How the Navy’s NGAD program continues to evolve and mature, and how they may blend together with other efforts within the service or elsewhere within the U.S. military, remains to be seen. A number of tertiary factors may impact those plans, as well, especially given Rear Admiral Conn’s remarks earlier this year about the need to fit the requirements into a package “we can afford.” The U.S. government has returned to the use of short-term spending packages, known as continuing resolutions, amid concerns about possible government shutdowns and general budget uncertainty, which will influence long-term planning throughout the U.S. military.

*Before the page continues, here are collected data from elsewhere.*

//! Release artefacts: naming, transport, verification and extraction.
//!
//! # Sub-modules
//!
//! - [`error`] - Validation errors for versions and platforms.
//! - [`version_tag`] - Release tag normalisation (`LibraryVersionTag`).
//! - [`target`] - Supported platform table (`PlatformAsset`).
//! - [`naming`] - Archive and checksum asset names, asset URLs.
//! - [`sha256_digest`] - SHA-256 digest newtype (`Sha256Digest`).
//! - [`checksums`] - `SHA256SUMS` parsing and artefact digest checks.
//! - [`verification`] - Trust policy and verification failure types.
//! - [`certificate`] - Signing certificate parsing and validation.
//! - [`signature`] - Checksum manifest signature verification.
//! - [`download`] - Bounded HTTP downloads behind a trait seam.
//! - [`mirror`] - Retrying fetches across release mirrors.
//! - [`extraction`] - Single-member `.tar.gz` extraction with traversal
//!   protection.

pub mod certificate;
pub mod checksums;
pub mod download;
pub mod error;
pub mod extraction;
pub mod mirror;
pub mod naming;
pub mod sha256_digest;
pub mod signature;
pub mod target;
pub mod verification;
pub mod version_tag;
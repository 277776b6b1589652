//! Download limits, lock timings and release mirrors.
//!
//! These values are assembled once (from defaults or the root crate's
//! configuration file) and passed by reference into each component.

use std::time::Duration;

/// Default primary release mirror.
pub const DEFAULT_PRIMARY_BASE_URL: &str = "https://releases.amikos.tech/chroma-go-local";

/// Default fallback release mirror.
pub const DEFAULT_FALLBACK_BASE_URL: &str =
    "https://github.com/amikos-tech/chroma-go-local/releases/download";

/// Timings for the cross-process download lock.
#[derive(Debug, Clone, Copy, PartialEq, Eq)]
pub struct LockSettings {
    /// How long to wait for a held lock before giving up.
    pub wait_timeout: Duration,
    /// Age beyond which an unrefreshed lock file is considered abandoned.
    pub stale_after: Duration,
    /// Delay between acquisition attempts.
    pub poll_interval: Duration,
    /// How often a holder refreshes the lock file's modification time.
    /// Zero disables the heartbeat.
    pub heartbeat_interval: Duration,
}

impl Default for LockSettings {
    fn default() -> Self {
        Self {
            wait_timeout: Duration::from_secs(45),
            stale_after: Duration::from_secs(10 * 60),
            poll_interval: Duration::from_millis(500),
            heartbeat_interval: Duration::from_secs(30),
        }
    }
}

/// Process-wide limits for a library download.
///
/// # Examples
///
/// ```
/// use chroma_local_installer::budget::DownloadBudget;
///
/// let budget = DownloadBudget::default();
/// assert_eq!(budget.max_artifact_bytes, 500 * 1024 * 1024);
/// assert_eq!(budget.attempts_per_mirror, 3);
/// ```
#[derive(Debug, Clone, Copy, PartialEq, Eq)]
pub struct DownloadBudget {
    /// Largest accepted download or extracted library, in bytes.
    pub max_artifact_bytes: u64,
    /// Redirect hop at which a download is abandoned.
    pub max_redirects: usize,
    /// Attempts against each mirror before moving to the next.
    pub attempts_per_mirror: u32,
    /// Base delay between attempts; attempt `n` waits `n` times this.
    pub retry_backoff: Duration,
    /// Overall timeout for a single HTTP request.
    pub request_timeout: Duration,
    /// Cross-process lock timings.
    pub lock: LockSettings,
}

impl Default for DownloadBudget {
    fn default() -> Self {
        Self {
            max_artifact_bytes: 500 * 1024 * 1024,
            max_redirects: 10,
            attempts_per_mirror: 3,
            retry_backoff: Duration::from_secs(1),
            request_timeout: Duration::from_secs(10 * 60),
            lock: LockSettings::default(),
        }
    }
}

/// Primary and optional fallback base URLs for release assets.
#[derive(Debug, Clone, PartialEq, Eq)]
pub struct ReleaseMirrors {
    /// Base URL tried first.
    pub primary: String,
    /// Base URL tried once the primary is exhausted.
    pub fallback: Option<String>,
}

impl ReleaseMirrors {
    /// Mirrors with a primary and a fallback base URL.
    #[must_use]
    pub fn new(primary: impl Into<String>, fallback: Option<String>) -> Self {
        Self {
            primary: primary.into(),
            fallback,
        }
    }

    /// Mirrors consisting of a single base URL.
    #[must_use]
    pub fn single(primary: impl Into<String>) -> Self {
        Self::new(primary, None)
    }

    /// Return the usable base URLs in order.
    ///
    /// Whitespace and trailing slashes are trimmed; blank and duplicate
    /// entries are dropped.
    ///
    /// # Examples
    ///
    /// ```
    /// use chroma_local_installer::budget::ReleaseMirrors;
    ///
    /// let mirrors = ReleaseMirrors::new(
    ///     "https://a.test/",
    ///     Some(" https://a.test ".to_owned()),
    /// );
    /// assert_eq!(mirrors.bases(), vec!["https://a.test".to_owned()]);
    /// ```
    #[must_use]
    pub fn bases(&self) -> Vec<String> {
        let mut bases: Vec<String> = Vec::with_capacity(2);
        let candidates = std::iter::once(self.primary.as_str()).chain(self.fallback.as_deref());
        for candidate in candidates {
            let base = candidate.trim().trim_end_matches('/');
            if base.is_empty() || bases.iter().any(|seen| seen == base) {
                continue;
            }
            bases.push(base.to_owned());
        }
        bases
    }
}

impl Default for ReleaseMirrors {
    fn default() -> Self {
        Self::new(
            DEFAULT_PRIMARY_BASE_URL,
            Some(DEFAULT_FALLBACK_BASE_URL.to_owned()),
        )
    }
}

The Navy itself is in a period of flux. Admiral Gilday only took up the role of Chief of Naval Operations in August, after the prospective nominee for the position, now retired Admiral Bill Moran, withdrew from the process. Then-Secretary of the Navy Richard Spencer had called Moran’s judgment into question over his correspondence with another officer who had previously retired amid a sexual harassment scandal. Spencer himself was forced out in November as a result of a convoluted series of events following President Donald Trump’s decision to pardon Navy SEAL Eddie Gallagher. A court martial had acquitted Gallagher of murdering a prisoner of war, a war crime, as well as other charges, but had convicted him of “wrongfully pos[ing] for an unofficial picture with a human casualty.”

What is clear is that the Navy is still considering a multitude of options as it continues to refine its requirements and potential concepts of operation for its future combat aircraft fleets.